No one said to let her go forever, but, for now? Work on yourself. You're in a fog too...clear your head and really look at this.


----------



## tigercat (Oct 6, 2011)

Yea i guess you are right, why try to be with someone that doesn't want to be with you. I just feel like i'm letting my 2 daughters down by not trying everything i could possible do. 

I read something like 90% of kids that go through divorce will admit later on in life that it was something that they have struggled with their whole lives. I felt that we owed it to them to try to work it out but she didn't. She said she was going to make them happy by leaving me (total BS). She just tries to make me look bad and i guess feel guilty for something i didn't do because i always put her and the girls first in my life.


----------



## that_girl (Jul 6, 2011)

My parents divorced when I was 12.

Best thing they ever did [to] me.


----------



## Jellybeans (Mar 8, 2011)

:rofl: TG. You remind me of one of my girlfriends. She said that every Thanksgiving/Christmas when she was growing up, when her family said grace at dinner, she would pray that her parents would get a divorce. She said they had such an unhealthy relationship and it was so hard living in a house with both of them not getting along.



tigercat said:


> Yea i guess you are right, why try to be with someone that doesn't want to be with you.


Precisely. Staying in a one-sided relationship will erode your self-esteem and do nothing but make you resentful and a doormat in the end. 



tigercat said:


> I just feel like i'm letting my 2 daughters down by not trying everything i could possible do.
> 
> I felt that we owed it to them to try to work it out but she didn't.


Exactly. One person alone can't make a marriage. She has opted out. You are not letting your daughters down. Not if you are being a good dad to them and providing love and happiness to their lives, being a good role model and responsible parent.


----------



## sadcalifornian (Sep 18, 2011)

I think she is too young and immature to be in a commited relationship. She needs more growing up to do. She has a rude awakening coming her way, but who knows how long it will take, though? Just take care of yourself and your kids. You are the only sane parent they have now as their mom certainly lost her marbles.


----------



## tigercat (Oct 6, 2011)

sadcalifornian- i agree she does need to grow up a mature. She will have a rude awakening later on in life, and thats one of the only bright spots i get from this whole situation. I know down the road she will realize she screwed up a great thing, with a great guy for no reason and and she will dwell on it.

that_girl- i see what your saying also, don't worry about what she is doing but worry about myself and better myself. I know i need to do this and i'm taking steps in that direction. I want to get a little more physically fit and work on my career.

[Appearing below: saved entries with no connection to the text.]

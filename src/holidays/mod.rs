//! Holiday data sources behind the `get_holidays` tool.
//!
//! Two interchangeable providers implement [`HolidayProvider`]:
//! - [`SqliteHolidayStore`]: local dataset stored with `rusqlite`
//! - [`RemoteHolidayService`]: BrasilAPI-compatible HTTP service

mod local;
mod remote;

use std::fmt::{self, Display};

use chrono::NaiveDate;
use color_eyre::Result;
use serde::{Deserialize, Serialize};

pub use local::SqliteHolidayStore;
pub use remote::RemoteHolidayService;

/// One holiday entry. `state` is `None` for national holidays.
#[derive(Debug, Clone, PartialEq, Eq, Serialize, Deserialize)]
pub struct Holiday {
    pub date: NaiveDate,
    pub name: String,
    #[serde(rename = "type", default = "default_kind")]
    pub kind: String,
    #[serde(default)]
    pub state: Option<String>,
}

fn default_kind() -> String {
    "national".to_string()
}

impl Holiday {
    pub fn national(date: NaiveDate, name: impl Into<String>) -> Self {
        Self { date, name: name.into(), kind: default_kind(), state: None }
    }

    pub fn regional(date: NaiveDate, name: impl Into<String>, state: impl Into<String>) -> Self {
        Self {
            date,
            name: name.into(),
            kind: "state".to_string(),
            state: Some(state.into().to_uppercase()),
        }
    }
}

impl Display for Holiday {
    fn fmt(&self, f: &mut fmt::Formatter<'_>) -> fmt::Result {
        write!(f, "{} - {}", self.date.format("%d/%m/%Y"), self.name)?;
        if let Some(state) = &self.state {
            write!(f, " ({state})")?;
        }
        Ok(())
    }
}

/// Lookup contract for the holiday tool.
///
/// Implementations return an empty list when nothing matches (including
/// months outside 1..=12); `Err` is reserved for I/O and transport failures.
pub trait HolidayProvider: Send + Sync {
    fn get_holidays(&self, state: &str, year: i32, month: u32) -> Result<Vec<Holiday>>;
}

If she realizes later on her mistakes and comes back, so be it, but if not then i will have the tools to make my life better because i decided to work on myself instead of feeling sorry for me.


----------



## Initfortheduration (Dec 12, 2008)

Jelly is right. Divorce her. Understand this. As soon as you are divorced, you are no longer the problem. That means she has to wake up to reality. Dump her. It may be the one thing to snap her out of it.


----------



## Entropy3000 (May 11, 2011)

Almostrecovered said:


> you have to vilify someone in order to hurt/betray them


Exactly.


----------



## Entropy3000 (May 11, 2011)

tigercat said:


> sadcalifornian- i agree she does need to grow up a mature. She will have a rude awakening later on in life, and thats one of the only bright spots i get from this whole situation. I know down the road she will realize she screwed up a great thing, with a great guy for no reason and and she will dwell on it.
> 
> that_girl- i see what your saying also, don't worry about what she is doing but worry about myself and better myself. I know i need to do this and i'm taking steps in that direction. I want to get a little more physically fit and work on my career.
> 
> If she realizes later on her mistakes and comes back, so be it, but if not then i will have the tools to make my life better because i decided to work on myself instead of feeling sorry for me.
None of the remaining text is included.